When it comes to indoor feminized seeds cultivation, lighting is right at the top of the list of the most important elements. Providing the correct spectrum of light at the right intensity can truly be the difference between the types of yield and potency we all dream of. But with so many options out there, and the technology seemingly progressing at, excuse the terrible pun, lightspeed - how is a new grower supposed to know what the best option is for their particular indoor grow area?

There is a range of options out there, each with its own set of pros and cons. From high-end, tuneable LED panels to budget CFL options - and everything in between - deciding on the best option for your indoor grow space can be just slightly daunting for novice growers, to say the very least. There are a bunch of considerations to mull over, so before dropping your hard-earned cash on the wrong option, join us as we go over everything there is to think about when looking for the best indoor light fixture for your grow room or tent (or closet, or anywhere else really)!

1. Cannabis and Lighting

Before we dive into all the technical mumbo-jumbo, let's have a quick chat about how cannabis plants use the light you are going to provide to them, and how the timing of the light schedule affects plant development.

There are two main types of strain types that you will on the market.
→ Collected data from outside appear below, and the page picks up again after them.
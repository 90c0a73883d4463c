#![cfg_attr(feature = "fail-on-warnings", deny(warnings))]
#![warn(clippy::all, clippy::pedantic, clippy::nursery, clippy::cargo)]
#![allow(clippy::multiple_crate_versions)]

//! Citizen report types shared across the city-pulse workspace.
//!
//! Report stores hand out [`RawReport`] records in whatever shape they were
//! written. Converting one into a [`Report`] normalizes the timestamp and is
//! the only place upstream shape differences are dealt with; everything
//! downstream works on [`Report`] and its canonical
//! [`location_key`](Report::location_key) /
//! [`category_key`](Report::category_key).

pub mod timestamp;

use chrono::{DateTime, Utc};
use serde::{Deserialize, Serialize};
use strum_macros::{AsRefStr, Display, EnumString};

pub use timestamp::{RawTimestamp, parse_iso_timestamp};

/// Location key used when a report carries no usable location.
pub const UNKNOWN_LOCATION: &str = "Unknown";

/// Category key used when a report carries neither an AI tag nor a
/// user-assigned category.
pub const GENERAL_CATEGORY: &str = "General";

/// Severity label attached to synthesized events and summaries.
#[derive(
    Debug,
    Clone,
    Copy,
    PartialEq,
    Eq,
    PartialOrd,
    Ord,
    Hash,
    Default,
    Serialize,
    Deserialize,
    Display,
    EnumString,
    AsRefStr,
)]
#[strum(ascii_case_insensitive)]
pub enum Severity {
    /// Minor or informational.
    Low,
    /// Noticeable disruption. Used whenever no better signal is available.
    #[default]
    Medium,
    /// Significant disruption.
    High,
}

/// Where a report was filed.
#[derive(Debug, Clone, PartialEq, Eq, Serialize, Deserialize)]
#[serde(untagged)]
pub enum ReportLocation {
    /// A single free-form place name (city or area).
    Named(String),
    /// A structured place.
    Structured {
        /// City name.
        #[serde(default)]
        city: Option<String>,
        /// Neighbourhood or area within the city.
        #[serde(default)]
        area: Option<String>,
    },
}

/// A report record as read from a store, before normalization.
#[derive(Debug, Clone, PartialEq, Eq, Serialize, Deserialize)]
#[serde(rename_all = "camelCase")]
pub struct RawReport {
    /// Store-assigned identifier.
    #[serde(default)]
    pub id: String,
    /// Free-text description written by the citizen.
    #[serde(default)]
    pub description: String,
    /// User-assigned category.
    #[serde(default)]
    pub category: Option<String>,
    /// AI-assigned tag.
    #[serde(default)]
    pub ai_tag: Option<String>,
    /// Location, flat or structured.
    #[serde(default)]
    pub location: Option<ReportLocation>,
    /// Top-level city field carried by older records.
    #[serde(default)]
    pub city: Option<String>,
    /// Submission time in any supported shape. Unrecognized shapes read
    /// as `None` instead of rejecting the record.
    #[serde(default, deserialize_with = "timestamp::deserialize_lenient")]
    pub timestamp: Option<RawTimestamp>,
}

/// A normalized citizen report.
///
/// Read-only to the aggregation pipeline.
#[derive(Debug, Clone, PartialEq, Eq, Serialize, Deserialize)]
#[serde(rename_all = "camelCase")]
pub struct Report {
    /// Store-assigned identifier.
    pub id: String,
    /// Free-text description.
    pub description: String,
    /// User-assigned category.
    pub category: Option<String>,
    /// AI-assigned tag.
    pub ai_tag: Option<String>,
    /// Location, flat or structured.
    pub location: Option<ReportLocation>,
    /// Top-level city field carried by older records.
    pub city: Option<String>,
    /// Submission instant. `None` when the source timestamp was missing or
    /// could not be parsed.
    pub timestamp: Option<DateTime<Utc>>,
}

impl From<RawReport> for Report {
    fn from(raw: RawReport) -> Self {
        let timestamp = raw.timestamp.as_ref().and_then(RawTimestamp::normalize);
        Self {
            id: raw.id,
            description: raw.description,
            category: raw.category,
            ai_tag: raw.ai_tag,
            location: raw.location,
            city: raw.city,
            timestamp,
        }
    }
}

impl Report {
    /// Creates a report with only an id and description set.
    #[must_use]
    pub fn new(id: impl Into<String>, description: impl Into<String>) -> Self {
        Self {
            id: id.into(),
            description: description.into(),
            category: None,
            ai_tag: None,
            location: None,
            city: None,
            timestamp: None,
        }
    }

    /// Sets a flat location name.
    #[must_use]
    pub fn with_location(mut self, name: impl Into<String>) -> Self {
        self.location = Some(ReportLocation::Named(name.into()));
        self
    }

    /// Sets a structured `{city, area}` location.
    #[must_use]
    pub fn with_place(mut self, city: Option<&str>, area: Option<&str>) -> Self {
        self.location = Some(ReportLocation::Structured {
            city: city.map(str::to_string),
            area: area.map(str::to_string),
        });
        self
    }

    /// Sets the user-assigned category.
    #[must_use]
    pub fn with_category(mut self, category: impl Into<String>) -> Self {
        self.category = Some(category.into());
        self
    }

    /// Sets the AI-assigned tag.
    #[must_use]
    pub fn with_ai_tag(mut self, tag: impl Into<String>) -> Self {
        self.ai_tag = Some(tag.into());
        self
    }

    /// Sets the submission instant.
    #[must_use]
    pub fn at(mut self, timestamp: DateTime<Utc>) -> Self {
        self.timestamp = Some(timestamp);
        self
    }

    /// Canonical location key.
    ///
    /// Priority: structured city, structured area, flat location name,
    /// top-level city, then [`UNKNOWN_LOCATION`]. Blank strings are
    /// treated as absent.
    #[must_use]
    pub fn location_key(&self) -> &str {
        let (structured_city, structured_area, named) = match &self.location {
            Some(ReportLocation::Structured { city, area }) => {
                (city.as_deref(), area.as_deref(), None)
            }
            Some(ReportLocation::Named(name)) => (None, None, Some(name.as_str())),
            None => (None, None, None),
        };

        [structured_city, structured_area, named, self.city.as_deref()]
            .into_iter()
            .find_map(non_blank)
            .unwrap_or(UNKNOWN_LOCATION)
    }

    /// Canonical category key.
    ///
    /// Prefers the AI tag over the user-assigned category, falling back to
    /// [`GENERAL_CATEGORY`].
    #[must_use]
    pub fn category_key(&self) -> &str {
        non_blank(self.ai_tag.as_deref())
            .or_else(|| non_blank(self.category.as_deref()))
            .unwrap_or(GENERAL_CATEGORY)
    }

    /// Returns `true` if any of the report's place fields (structured city,
    /// structured area, flat name, or top-level city) equals `place`.
    #[must_use]
    pub fn mentions_place(&self, place: &str) -> bool {
        let fields: [Option<&str>; 3] = match &self.location {
            Some(ReportLocation::Structured { city, area }) => {
                [city.as_deref(), area.as_deref(), self.city.as_deref()]
            }
            Some(ReportLocation::Named(name)) => [Some(name.as_str()), self.city.as_deref(), None],
            None => [self.city.as_deref(), None, None],
        };
        fields.into_iter().flatten().any(|f| f == place)
    }
}

fn non_blank(s: Option<&str>) -> Option<&str> {
    s.filter(|s| !s.trim().is_empty())
}
//! Anthropic Messages API.

use serde::{Deserialize, Serialize};

use super::{ChatMessage, LlmProvider, MAX_COMPLETION_TOKENS, provider_error};
use crate::AiError;
use crate::retry::{DEFAULT_MAX_RETRIES, send_with_retry};

/// Model used when `AI_MODEL` is not set.
pub const DEFAULT_MODEL: &str = "claude-sonnet-4-20250514";

const MESSAGES_URL: &str = "https://api.anthropic.com/v1/messages";
const API_VERSION: &str = "2023-06-01";

/// Completion backend for Anthropic models.
pub struct AnthropicProvider {
    api_key: String,
    model: String,
    client: reqwest::Client,
}

impl AnthropicProvider {
    /// Creates a provider for `model`, authenticating with `api_key`.
    #[must_use]
    pub fn new(api_key: String, model: String) -> Self {
        Self {
            api_key,
            model,
            client: reqwest::Client::new(),
        }
    }
}

#[derive(Serialize)]
struct MessagesRequest<'a> {
    model: &'a str,
    max_tokens: u32,
    system: &'a str,
    messages: [ChatMessage<'a>; 1],
}

#[derive(Deserialize)]
struct MessagesResponse {
    content: Vec<ContentBlock>,
}

#[derive(Deserialize)]
#[serde(tag = "type", rename_all = "snake_case")]
enum ContentBlock {
    Text {
        text: String,
    },
    #[serde(other)]
    Other,
}

impl MessagesResponse {
    /// Concatenates the text blocks, one per line. Non-text blocks are
    /// dropped.
    fn into_text(self) -> String {
        let texts: Vec<String> = self
            .content
            .into_iter()
            .filter_map(|block| match block {
                ContentBlock::Text { text } => Some(text),
                ContentBlock::Other => None,
            })
            .collect();
        texts.join("\n")
    }
}

#[async_trait::async_trait]
impl LlmProvider for AnthropicProvider {
    async fn complete(&self, system_prompt: &str, prompt: &str) -> Result<String, AiError> {
        let request = MessagesRequest {
            model: &self.model,
            max_tokens: MAX_COMPLETION_TOKENS,
            system: system_prompt,
            messages: [ChatMessage {
                role: "user",
                content: prompt,
            }],
        };

        let response = send_with_retry(
            || {
                self.client
                    .post(MESSAGES_URL)
                    .header("x-api-key", &self.api_key)
                    .header("anthropic-version", API_VERSION)
                    .json(&request)
            },
            DEFAULT_MAX_RETRIES,
        )
        .await?;

        let status = response.status();
        let body = response.text().await?;
        if !status.is_success() {
            return Err(provider_error(status, &body));
        }

        let parsed: MessagesResponse = serde_json::from_str(&body)?;
        Ok(parsed.into_text())
    }

    fn name(&self) -> &'static str {
        "anthropic"
    }
}

#[cfg(test)]
mod tests {
    use super::*;

    #[test]
    fn joins_text_blocks_and_skips_others() {
        let body = r#"{
            "content": [
                {"type": "text", "text": "{\"summary\": \"a\"}"},
                {"type": "thinking", "thinking": "..."},
                {"type": "text", "text": "done"}
            ]
        }"#;
        let response: MessagesResponse = serde_json::from_str(body).unwrap();
        assert_eq!(response.into_text(), "{\"summary\": \"a\"}\ndone");
    }

    #[test]
    fn request_puts_system_prompt_at_top_level() {
        let request = MessagesRequest {
            model: DEFAULT_MODEL,
            max_tokens: MAX_COMPLETION_TOKENS,
            system: "be brief",
            messages: [ChatMessage {
                role: "user",
                content: "hi",
            }],
        };
        let json = serde_json::to_value(&request).unwrap();
        assert_eq!(json["system"], "be brief");
        assert_eq!(json["messages"][0]["role"], "user");
        assert_eq!(json["max_tokens"], 1024);
    }
}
No, not Sativa and Indica. We are talking about the photoperiodic and autoflowering split. Most growers out there know the difference between the two, but let's break it down quickly for the uninitiated among us. All strain options, no matter whether they are photos or autos, go through a couple of distinct growth stages. These are:


  • The Germination Stage - when the seed sprouts and the tap root breaks free of its woody prison. This takes around 1 to 4 days.
  • The Seedling Stage - when the plant begins to grow shoots and leaves. A cannabis plant is considered to be a seedling until its second set of true leaves emerges. This stage usually takes around a week or so.
  • The Vegetative Stage - when the plant begins to really starts to put on size. The vegetative growth stage is the first main stage of plant development, where the plant structure is formed and the cannabis plant is ready for the transition into flowering.
  • The Flowering Stage - when the cannabis plant enters reproductive maturity, producing those dank, stanky buds that we all know and love.

Photoperiod Strains

As the name may suggest, the growth stage that of photoperiodic strains is decided on by the timing of the lighting cycle. When growing indoors, cultivators have total control of the growth stage by controlling the lighting schedule.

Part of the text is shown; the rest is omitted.